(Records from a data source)
>>

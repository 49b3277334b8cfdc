// SPDX-License-Identifier: BUSL-1.1
// Copyright (c) 2026 Alfred Jean LLC

//! Wallet session state machine
//!
//! ```text
//! Disconnected --connect()--> Connecting --ok--> Connected(account)
//!      ^                          |
//!      +-------- error -----------+
//! Disconnected --restore_if_authorized()--> Connected(account)   (no prompt)
//! Connected --disconnect()--> Disconnected                       (wallet-initiated)
//! ```

use crate::adapters::{WalletError, WalletProvider};
use crate::address::Address;
use tracing::{debug, info, warn};

/// Connection state of the wallet session
#[derive(Debug, Clone, Copy, PartialEq, Eq)]
pub enum ConnectionState {
    Disconnected,
    Connecting,
    Connected(Address),
}

impl ConnectionState {
    pub fn is_connected(&self) -> bool {
        matches!(self, ConnectionState::Connected(_))
    }
}

impl std::fmt::Display for ConnectionState {
    fn fmt(&self, f: &mut std::fmt::Formatter<'_>) -> std::fmt::Result {
        match self {
            ConnectionState::Disconnected => write!(f, "disconnected"),
            ConnectionState::Connecting => write!(f, "connecting"),
            ConnectionState::Connected(account) => write!(f, "connected ({})", account),
        }
    }
}

/// Owns the signing identity for one application session
#[derive(Debug)]
pub struct WalletSession<W> {
    provider: W,
    state: ConnectionState,
}

impl<W: WalletProvider> WalletSession<W> {
    /// Create a session in the `Disconnected` state
    pub fn new(provider: W) -> Self {
        Self {
            provider,
            state: ConnectionState::Disconnected,
        }
    }

    pub fn state(&self) -> ConnectionState {
        self.state
    }

    pub fn current_account(&self) -> Option<Address> {
        match self.state {
            ConnectionState::Connected(account) => Some(account),
            _ => None,
        }
    }

    /// Request account access, prompting the user if needed
    pub async fn connect(&mut self) -> Result<Address, WalletError> {
        self.state = ConnectionState::Connecting;

        let result = match self.provider.request_accounts().await {
            // An empty grant means the user dismissed the prompt
            Ok(accounts) => accounts.first().copied().ok_or(WalletError::UserRejected),
            Err(e) => Err(e),
        };

        match result {
            Ok(account) => {
                info!(%account, "wallet connected");
                self.state = ConnectionState::Connected(account);
                Ok(account)
            }
            Err(e) => {
                warn!(error = %e, "wallet connect failed");
                self.state = ConnectionState::Disconnected;
                Err(e)
            }
        }
    }

    /// Reuse an earlier authorization without prompting.
    ///
    /// Returns `Ok(None)` and ends `Disconnected` when nothing is authorized,
    /// which also applies a wallet-side revocation of an earlier connection.
    pub async fn restore_if_authorized(&mut self) -> Result<Option<Address>, WalletError> {
        let accounts = match self.provider.authorized_accounts().await {
            Ok(accounts) => accounts,
            Err(e) => {
                self.disconnect();
                return Err(e);
            }
        };
        match accounts.first().copied() {
            Some(account) => {
                info!(%account, "found authorized account");
                self.state = ConnectionState::Connected(account);
                Ok(Some(account))
            }
            None => {
                debug!("no authorized account found");
                self.disconnect();
                Ok(None)
            }
        }
    }

    /// Apply a wallet-initiated disconnect
    pub fn disconnect(&mut self) {
        if self.state.is_connected() {
            info!("wallet disconnected");
        }
        self.state = ConnectionState::Disconnected;
    }

    pub fn provider(&self) -> &W {
        &self.provider
    }
}

#[cfg(test)]
#[path = "wallet_tests.rs"]
mod tests;
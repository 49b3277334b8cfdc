//! Help output specs

use crate::prelude::*;

#[test]
fn help_lists_commands() {
    let temp = Project::empty();

    temp.munch()
        .args(&["--help"])
        .passes()
        .stdout_has("connect")
        .stdout_has("meals")
        .stdout_has("watch")
        .stdout_has("submit")
        .stdout_has("count")
        .stdout_has("config");
}

#[test]
fn submit_help_names_the_where_argument() {
    let temp = Project::empty();

    temp.munch()
        .args(&["submit", "--help"])
        .passes()
        .stdout_has("<WHAT> <WHERE> <WHY>")
        .stdout_has("--connect");
}

#[test]
fn unknown_command_fails() {
    let temp = Project::empty();

    temp.munch().args(&["eat"]).fails();
}
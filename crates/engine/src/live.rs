// SPDX-License-Identifier: BUSL-1.1
// Copyright (c) 2026 Alfred Jean LLC

//! Live subscription feeding the entry store
//!
//! The subscription is registered before the bulk read. Entries delivered
//! before the store is seeded wait in the channel and are replayed through
//! `merge` once `start` is called, so none are lost and none land ahead of
//! the bulk set.

use crate::error::SyncError;
use munch_core::{
    ChainClient, ChainError, Entry, EntryStore, MergeOutcome, SubscriptionHandle, SubscriptionId,
};
use tokio::sync::mpsc;

/// One live subscription and its delivery buffer
#[derive(Debug)]
pub struct LiveSubscription {
    handle: Option<SubscriptionHandle>,
    rx: mpsc::UnboundedReceiver<Entry>,
    started: bool,
}

impl LiveSubscription {
    /// Register with the chain client. Deliveries are buffered until `start`.
    pub async fn register<C: ChainClient>(chain: &C) -> Result<Self, ChainError> {
        let (tx, rx) = mpsc::unbounded_channel();
        let handle = chain.subscribe(tx).await?;
        tracing::debug!(subscription = %handle.id(), "live subscription registered");
        Ok(Self {
            handle: Some(handle),
            rx,
            started: false,
        })
    }

    pub fn id(&self) -> Option<&SubscriptionId> {
        self.handle.as_ref().map(SubscriptionHandle::id)
    }

    pub fn is_started(&self) -> bool {
        self.started
    }

    /// Begin merging into a seeded store, replaying everything buffered so far.
    ///
    /// Returns the number of replayed entries that were inserted.
    pub fn start(&mut self, store: &mut EntryStore) -> Result<usize, SyncError> {
        if !store.is_seeded() {
            return Err(SyncError::ProtocolViolation(
                "live entries cannot be merged before the bulk read is seeded".to_string(),
            ));
        }
        self.started = true;
        let inserted = self.drain(store);
        tracing::info!(inserted, "live subscription started");
        Ok(inserted)
    }

    /// Merge every entry delivered so far without waiting.
    ///
    /// A no-op until `start`; returns the number inserted.
    pub fn drain(&mut self, store: &mut EntryStore) -> usize {
        if !self.started {
            return 0;
        }
        let mut inserted = 0;
        while let Ok(entry) = self.rx.try_recv() {
            if merge(store, entry) == MergeOutcome::Inserted {
                inserted += 1;
            }
        }
        inserted
    }

    /// Wait for the next delivered entry that is new to the store.
    ///
    /// Duplicates are merged (and ignored) along the way. Returns `None` if
    /// the subscription has not started or its feed has closed.
    pub async fn next_inserted(&mut self, store: &mut EntryStore) -> Option<Entry> {
        if !self.started {
            return None;
        }
        while let Some(entry) = self.rx.recv().await {
            if merge(store, entry.clone()) == MergeOutcome::Inserted {
                return Some(entry);
            }
        }
        None
    }

    /// Unsubscribe; undelivered entries are discarded
    pub fn stop<C: ChainClient>(mut self, chain: &C) {
        if let Some(handle) = self.handle.take() {
            tracing::debug!(subscription = %handle.id(), "live subscription stopped");
            chain.unsubscribe(handle);
        }
        self.rx.close();
    }
}

fn merge(store: &mut EntryStore, entry: Entry) -> MergeOutcome {
    let (submitter, submitted_at) = (entry.submitter, entry.submitted_at);
    let outcome = store.merge(entry);
    match outcome {
        MergeOutcome::Inserted => {
            tracing::debug!(%submitter, submitted_at, "live entry inserted")
        }
        MergeOutcome::Duplicate => {
            tracing::debug!(%submitter, submitted_at, "duplicate live entry ignored")
        }
    }
    outcome
}

#[cfg(test)]
#[path = "live_tests.rs"]
mod tests;
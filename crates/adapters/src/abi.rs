// SPDX-License-Identifier: BUSL-1.1
// Copyright (c) 2026 Alfred Jean LLC

//! Contract ABI codec for the meal ledger
//!
//! Covers exactly the contract surface the client uses:
//!
//! ```solidity
//! struct Meal { address muncher; string what; string where; string why; uint256 timestamp; }
//! function getAllMeals() view returns (Meal[]);
//! function getTotalMeals() view returns (uint256);
//! function munch(string what, string where, string why);
//! event NewMunch(address indexed from, uint256 timestamp, string what, string where, string why);
//! ```
//!
//! Integers must fit in a `u64`; anything wider is rejected as malformed.

use munch_core::{Address, Entry};
use sha3::{Digest, Keccak256};
use thiserror::Error;

pub const GET_ALL_MEALS: &str = "getAllMeals()";
pub const GET_TOTAL_MEALS: &str = "getTotalMeals()";
pub const MUNCH: &str = "munch(string,string,string)";
pub const NEW_MUNCH: &str = "NewMunch(address,uint256,string,string,string)";

const WORD: usize = 32;

/// Errors from decoding contract data
#[derive(Debug, Clone, PartialEq, Eq, Error)]
pub enum AbiError {
    #[error("read of {len} bytes at offset {offset} is out of bounds")]
    OutOfBounds { offset: usize, len: usize },
    #[error("integer does not fit in 64 bits")]
    Overflow,
    #[error("string is not valid utf-8")]
    InvalidUtf8,
    #[error("event has unexpected topics: {0}")]
    Topics(String),
}

pub fn keccak256(data: &[u8]) -> [u8; 32] {
    let mut out = [0u8; 32];
    out.copy_from_slice(&Keccak256::digest(data));
    out
}

/// First four bytes of the signature hash
pub fn selector(signature: &str) -> [u8; 4] {
    let hash = keccak256(signature.as_bytes());
    [hash[0], hash[1], hash[2], hash[3]]
}

/// Topic identifying `NewMunch` logs
pub fn new_munch_topic() -> [u8; 32] {
    keccak256(NEW_MUNCH.as_bytes())
}

pub fn encode_get_all_meals() -> Vec<u8> {
    selector(GET_ALL_MEALS).to_vec()
}

pub fn encode_get_total_meals() -> Vec<u8> {
    selector(GET_TOTAL_MEALS).to_vec()
}

/// Calldata for `munch(what, where, why)`
pub fn encode_munch(what: &str, place: &str, why: &str) -> Vec<u8> {
    let mut out = selector(MUNCH).to_vec();
    out.extend(encode_strings(&[what, place, why]));
    out
}

/// Head/tail encoding of a tuple of strings
fn encode_strings(values: &[&str]) -> Vec<u8> {
    let mut head = Vec::with_capacity(values.len() * WORD);
    let mut tail = Vec::new();
    let head_len = values.len() * WORD;

    for value in values {
        head.extend_from_slice(&uint_word((head_len + tail.len()) as u64));
        tail.extend_from_slice(&uint_word(value.len() as u64));
        tail.extend_from_slice(value.as_bytes());
        let padding = (WORD - value.len() % WORD) % WORD;
        tail.resize(tail.len() + padding, 0);
    }

    head.extend(tail);
    head
}

fn uint_word(value: u64) -> [u8; 32] {
    let mut word = [0u8; 32];
    word[24..].copy_from_slice(&value.to_be_bytes());
    word
}

/// Bounds-checked reader over ABI-encoded bytes
struct Reader<'a> {
    data: &'a [u8],
}

impl<'a> Reader<'a> {
    fn new(data: &'a [u8]) -> Self {
        Self { data }
    }

    fn bytes(&self, offset: usize, len: usize) -> Result<&'a [u8], AbiError> {
        let end = offset
            .checked_add(len)
            .ok_or(AbiError::OutOfBounds { offset, len })?;
        self.data
            .get(offset..end)
            .ok_or(AbiError::OutOfBounds { offset, len })
    }

    fn word(&self, offset: usize) -> Result<[u8; 32], AbiError> {
        let mut word = [0u8; 32];
        word.copy_from_slice(self.bytes(offset, WORD)?);
        Ok(word)
    }

    fn uint(&self, offset: usize) -> Result<u64, AbiError> {
        word_to_u64(&self.word(offset)?)
    }

    /// A length or offset; bounded by the data so it can be used for indexing
    fn index(&self, offset: usize) -> Result<usize, AbiError> {
        let value = usize::try_from(self.uint(offset)?).map_err(|_| AbiError::Overflow)?;
        if value > self.data.len() {
            return Err(AbiError::OutOfBounds {
                offset: value,
                len: 0,
            });
        }
        Ok(value)
    }

    fn address(&self, offset: usize) -> Result<Address, AbiError> {
        Ok(Address::from_word(&self.word(offset)?))
    }

    /// String whose offset word sits at `head`, relative to `base`
    fn string(&self, base: usize, head: usize) -> Result<String, AbiError> {
        let start = base
            .checked_add(self.index(head)?)
            .ok_or(AbiError::Overflow)?;
        let len = self.index(start)?;
        let raw = self.bytes(start + WORD, len)?;
        String::from_utf8(raw.to_vec()).map_err(|_| AbiError::InvalidUtf8)
    }
}

pub fn word_to_u64(word: &[u8; 32]) -> Result<u64, AbiError> {
    if word[..24].iter().any(|b| *b != 0) {
        return Err(AbiError::Overflow);
    }
    let mut low = [0u8; 8];
    low.copy_from_slice(&word[24..]);
    Ok(u64::from_be_bytes(low))
}

/// Decode the return data of `getTotalMeals()`
pub fn decode_total(data: &[u8]) -> Result<u64, AbiError> {
    Reader::new(data).uint(0)
}

/// Decode the return data of `getAllMeals()`
pub fn decode_meals(data: &[u8]) -> Result<Vec<Entry>, AbiError> {
    let reader = Reader::new(data);
    let array = reader.index(0)?;
    let count = reader.index(array)?;
    let elements = array + WORD;

    let mut meals = Vec::with_capacity(count.min(data.len() / WORD));
    for i in 0..count {
        let tuple = elements
            .checked_add(reader.index(elements + i * WORD)?)
            .ok_or(AbiError::Overflow)?;
        let submitter = reader.address(tuple)?;
        let what = reader.string(tuple, tuple + WORD)?;
        let place = reader.string(tuple, tuple + 2 * WORD)?;
        let why = reader.string(tuple, tuple + 3 * WORD)?;
        let submitted_at = reader.uint(tuple + 4 * WORD)?;
        meals.push(Entry::new(submitter, submitted_at, what, place, why));
    }
    Ok(meals)
}

/// Decode a `NewMunch` log.
///
/// `from` is normally indexed (second topic). Deployments that left it
/// unindexed carry it as the first data word instead.
pub fn decode_new_munch(topics: &[[u8; 32]], data: &[u8]) -> Result<Entry, AbiError> {
    let Some(first) = topics.first() else {
        return Err(AbiError::Topics("missing event signature".to_string()));
    };
    if *first != new_munch_topic() {
        return Err(AbiError::Topics("not a NewMunch event".to_string()));
    }

    let reader = Reader::new(data);
    let (submitter, head) = match topics.len() {
        2 => (Address::from_word(&topics[1]), 0),
        1 => (reader.address(0)?, WORD),
        n => return Err(AbiError::Topics(format!("expected 1 or 2 topics, got {}", n))),
    };

    // String offsets are relative to the start of the data section
    let submitted_at = reader.uint(head)?;
    let what = reader.string(0, head + WORD)?;
    let place = reader.string(0, head + 2 * WORD)?;
    let why = reader.string(0, head + 3 * WORD)?;
    Ok(Entry::new(submitter, submitted_at, what, place, why))
}

#[cfg(test)]
#[path = "abi_tests.rs"]
mod tests;
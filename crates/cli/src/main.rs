// SPDX-License-Identifier: BUSL-1.1
// Copyright (c) 2026 Alfred Jean LLC

// Allow panic!/unwrap/expect in test code
#![cfg_attr(test, allow(clippy::panic))]
#![cfg_attr(test, allow(clippy::unwrap_used))]
#![cfg_attr(test, allow(clippy::expect_used))]

//! munch - meal ledger client

mod commands;
mod error;
mod output;
mod settings;

use anyhow::Result;
use clap::{Parser, Subcommand};
use commands::{connect, count, meals, submit};
use std::path::PathBuf;

#[derive(Parser)]
#[command(
    name = "munch",
    version,
    about = "Munch - share what you ate on the meal ledger"
)]
struct Cli {
    /// Config file (defaults to $MUNCH_CONFIG, then ./munch.toml)
    #[arg(long, global = true)]
    config: Option<PathBuf>,

    /// More log output on stderr (-v info, -vv debug)
    #[arg(short, long, global = true, action = clap::ArgAction::Count)]
    verbose: u8,

    #[command(subcommand)]
    command: Commands,
}

#[derive(Subcommand)]
enum Commands {
    /// Connect the wallet and load the ledger
    Connect,
    /// Print the meal history
    Meals(meals::MealsArgs),
    /// Print the meal history, then follow new meals until Ctrl-C
    Watch,
    /// Share a meal
    Submit(submit::SubmitArgs),
    /// Print the ledger's total meal count
    Count,
    /// Print the resolved configuration
    Config,
}

fn setup_logging(verbose: u8) {
    use tracing_subscriber::{fmt, prelude::*, EnvFilter};

    let default = match verbose {
        0 => "warn",
        1 => "info",
        _ => "debug",
    };
    let filter = EnvFilter::try_from_default_env().unwrap_or_else(|_| EnvFilter::new(default));

    tracing_subscriber::registry()
        .with(filter)
        .with(
            fmt::layer()
                .with_target(false)
                .with_writer(std::io::stderr),
        )
        .init();
}

#[tokio::main]
async fn main() {
    let cli = Cli::parse();
    setup_logging(cli.verbose);

    if let Err(e) = run(cli).await {
        eprint!("{}", error::render(&e));
        std::process::exit(1);
    }
}

async fn run(cli: Cli) -> Result<()> {
    let config = settings::resolve(cli.config.as_deref())?;

    match cli.command {
        Commands::Connect => connect::connect(&config).await,
        Commands::Meals(args) => meals::meals(&config, args).await,
        Commands::Watch => meals::watch(&config).await,
        Commands::Submit(args) => submit::submit(&config, args).await,
        Commands::Count => count::count(&config).await,
        Commands::Config => {
            print!("{}", config.to_toml()?);
            Ok(())
        }
    }
}
// SPDX-License-Identifier: BUSL-1.1
// Copyright (c) 2026 Alfred Jean LLC

//! Minimal Ethereum JSON-RPC 2.0 client over HTTP

use serde::de::DeserializeOwned;
use serde::Deserialize;
use serde_json::{json, Value};
use std::sync::atomic::{AtomicU64, Ordering};
use std::sync::Arc;
use std::time::Duration;
use thiserror::Error;

/// EIP-1193 "user rejected request"
pub const USER_REJECTED: i64 = 4001;
/// JSON-RPC "method not found"
pub const METHOD_NOT_FOUND: i64 = -32601;

/// Errors from a JSON-RPC call
#[derive(Debug, Error)]
pub enum RpcError {
    #[error("transport error: {0}")]
    Transport(#[from] reqwest::Error),
    #[error("rpc error {code}: {message}")]
    Rpc { code: i64, message: String },
    #[error("malformed response: {0}")]
    Malformed(String),
}

impl RpcError {
    pub fn code(&self) -> Option<i64> {
        match self {
            RpcError::Rpc { code, .. } => Some(*code),
            _ => None,
        }
    }

    pub fn is_user_rejection(&self) -> bool {
        self.code() == Some(USER_REJECTED)
    }

    pub fn is_method_not_found(&self) -> bool {
        self.code() == Some(METHOD_NOT_FOUND)
    }

    /// The endpoint could not be reached at all
    pub fn is_unreachable(&self) -> bool {
        matches!(self, RpcError::Transport(e) if e.is_connect() || e.is_timeout())
    }
}

#[derive(Debug, Deserialize)]
struct ErrorObject {
    code: i64,
    message: String,
}

#[derive(Debug, Deserialize)]
struct Response {
    #[serde(default)]
    result: Value,
    error: Option<ErrorObject>,
}

/// Decode a JSON-RPC response body. A missing result decodes as `null`.
pub fn parse_response<T: DeserializeOwned>(body: &str) -> Result<T, RpcError> {
    let response: Response =
        serde_json::from_str(body).map_err(|e| RpcError::Malformed(e.to_string()))?;
    if let Some(error) = response.error {
        return Err(RpcError::Rpc {
            code: error.code,
            message: error.message,
        });
    }
    serde_json::from_value(response.result).map_err(|e| RpcError::Malformed(e.to_string()))
}

/// JSON-RPC endpoint handle; cheap to clone
#[derive(Debug, Clone)]
pub struct JsonRpcClient {
    http: reqwest::Client,
    url: String,
    next_id: Arc<AtomicU64>,
}

impl JsonRpcClient {
    pub fn new(url: impl Into<String>) -> Result<Self, RpcError> {
        let http = reqwest::Client::builder()
            .connect_timeout(Duration::from_secs(10))
            .build()?;
        Ok(Self {
            http,
            url: url.into(),
            next_id: Arc::new(AtomicU64::new(1)),
        })
    }

    pub fn url(&self) -> &str {
        &self.url
    }

    pub async fn call<T: DeserializeOwned>(&self, method: &str, params: Value) -> Result<T, RpcError> {
        let id = self.next_id.fetch_add(1, Ordering::Relaxed);
        let request = json!({
            "jsonrpc": "2.0",
            "id": id,
            "method": method,
            "params": params,
        });

        tracing::trace!(method, id, "rpc request");
        let body = self
            .http
            .post(&self.url)
            .json(&request)
            .send()
            .await?
            .error_for_status()?
            .text()
            .await?;

        parse_response(&body)
    }
}

/// `0x`-prefixed hex for binary payloads
pub fn to_data(bytes: &[u8]) -> String {
    format!("0x{}", hex::encode(bytes))
}

pub fn from_data(s: &str) -> Result<Vec<u8>, RpcError> {
    let digits = s.strip_prefix("0x").unwrap_or(s);
    hex::decode(digits).map_err(|e| RpcError::Malformed(format!("bad hex data: {}", e)))
}

/// `0x`-prefixed quantity without leading zeros
pub fn to_quantity(value: u64) -> String {
    format!("{:#x}", value)
}

pub fn from_quantity(s: &str) -> Result<u64, RpcError> {
    let digits = s.strip_prefix("0x").unwrap_or(s);
    u64::from_str_radix(digits, 16)
        .map_err(|e| RpcError::Malformed(format!("bad quantity {}: {}", s, e)))
}

#[cfg(test)]
#[path = "rpc_tests.rs"]
mod tests;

<<

YOUR TASK ▸
Lines to set down from above: the line with "use std::sync::Arc;", the line with "pub enum RpcError", and every line between, each exactly as written.

COMPLETED EXERCISE ▸
use std::sync::Arc;
use std::time::Duration;
use thiserror::Error;

/// EIP-1193 "user rejected request"
pub const USER_REJECTED: i64 = 4001;
/// JSON-RPC "method not found"
pub const METHOD_NOT_FOUND: i64 = -32601;

/// Errors from a JSON-RPC call
#[derive(Debug, Error)]
pub enum RpcError {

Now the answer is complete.